こんにちは。中学受験の家庭教師 鳥山と申します。

「あれ、国語が急に下がってる・・・?」

小4では問題なかったのに、小5になってから急に読解ができなくなった。そんな変化に、心当たりはありませんか?

実はそれは、「よくあること」なのです。しかし、原因を知らずに放っておくと、取り返すのが難しくなってしまうこともあります。

そこで、今回の記事では、小4→小5で国語の成績が落ちやすい理由を解説していきます。

(1) 語彙と常識が足りない

まず、小5から成績が下がる原因に、「語彙」「常識」の不足が挙げられます。

語彙について

論説文を例にあげると、塾では、小4~小5前半までは、論説文は「自然環境」「言語」といった具体的なテーマが出題されます。

しかし、小5後半からは、「哲学」といった抽象的な内容が出されるようになるのです。

「自然環境」の文章で使われる語彙が、「二酸化炭素」「地球温暖化」「環境破壊」「都市開発」だとすれば、「哲学」の語彙は、「存在価値」「本質」「相対」「自分探し」といったものになります。

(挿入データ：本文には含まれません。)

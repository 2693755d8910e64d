//! Classified failures of a single API call

use reqwest::StatusCode;
use thiserror::Error;

#[derive(Debug, Error)]
pub enum ClientError {
    /// Connection, DNS or body read failure
    #[error("server failed to respond: {url}: {source}")]
    Transport {
        url: String,
        #[source]
        source: reqwest::Error,
    },

    /// Non-200 response; `message` is the server's error text verbatim
    #[error("{message}")]
    Server { status: StatusCode, message: String },

    /// A 200 response whose body is not the expected JSON
    #[error("malformed response from {url}: {source}")]
    Decode {
        url: String,
        #[source]
        source: serde_json::Error,
    },
}

impl ClientError {
    /// Build a server error from a status and raw body.
    ///
    /// Falls back to the status line when the body carries no `error` field.
    pub fn from_response(status: StatusCode, body: &str) -> Self {
        let message = serde_json::from_str::<super::ErrorBody>(body)
            .map(|b| b.error)
            .unwrap_or_default();
        let message = if message.is_empty() {
            status_line(status)
        } else {
            message
        };
        ClientError::Server { status, message }
    }

    pub fn status(&self) -> Option<StatusCode> {
        match self {
            ClientError::Server { status, .. } => Some(*status),
            _ => None,
        }
    }

    /// Decode failures are reported like transport failures
    pub fn is_transport(&self) -> bool {
        matches!(
            self,
            ClientError::Transport { .. } | ClientError::Decode { .. }
        )
    }

    pub fn is_decode(&self) -> bool {
        matches!(self, ClientError::Decode { .. })
    }

    pub fn is_server(&self) -> bool {
        matches!(self, ClientError::Server { .. })
    }
}

/// Render a status the way `net/http` prints it, e.g. `404 Not Found`
pub fn status_line(status: StatusCode) -> String {
    match status.canonical_reason() {
        Some(reason) => format!("{} {}", status.as_u16(), reason),
        None => status.as_u16().to_string(),
    }
}

#[cfg(test)]
mod tests {
    use super::*;

    #[test]
    fn server_error_should_carry_message_verbatim() {
        let err =
            ClientError::from_response(StatusCode::NOT_FOUND, r#"{"error":"document not found"}"#);
        assert_eq!(err.to_string(), "document not found");
        assert_eq!(err.status(), Some(StatusCode::NOT_FOUND));
        assert!(err.is_server());
        assert!(!err.is_transport());
    }

    #[test]
    fn server_error_without_body_should_use_status_line() {
        let err = ClientError::from_response(StatusCode::INTERNAL_SERVER_ERROR, "");
        assert_eq!(err.to_string(), "500 Internal Server Error");

        let err = ClientError::from_response(StatusCode::UNAUTHORIZED, "<html>nope</html>");
        assert_eq!(err.to_string(), "401 Unauthorized");
    }

    #[test]
    fn decode_error_counts_as_transport() {
        let source = serde_json::from_str::<serde_json::Value>("{").unwrap_err();
        let err = ClientError::Decode {
            url: "http://x.io/entries/?page=0".to_string(),
            source,
        };
        assert!(err.is_transport());
        assert!(err.status().is_none());
    }
}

後者の語彙のほうが、抽象的で理解しづらいのは、おわかりいただけるのではないでしょうか。

語彙を身につけるための具体的な対策は、以下の記事に書いたので、参考になさってください。

常識について

小5後半からは、「前提知識(常識)」が不足していると、読めない文章も増えていきます。

たとえば、「お葬式の参列者は、黒い服(喪服)を着る」とか、「亡くなった人は棺に入る」といった日常的な知識を知らない子もいます。

この場合、「お葬式」を題材とした「物語文」は、まともに読み取れなくなってしまいます。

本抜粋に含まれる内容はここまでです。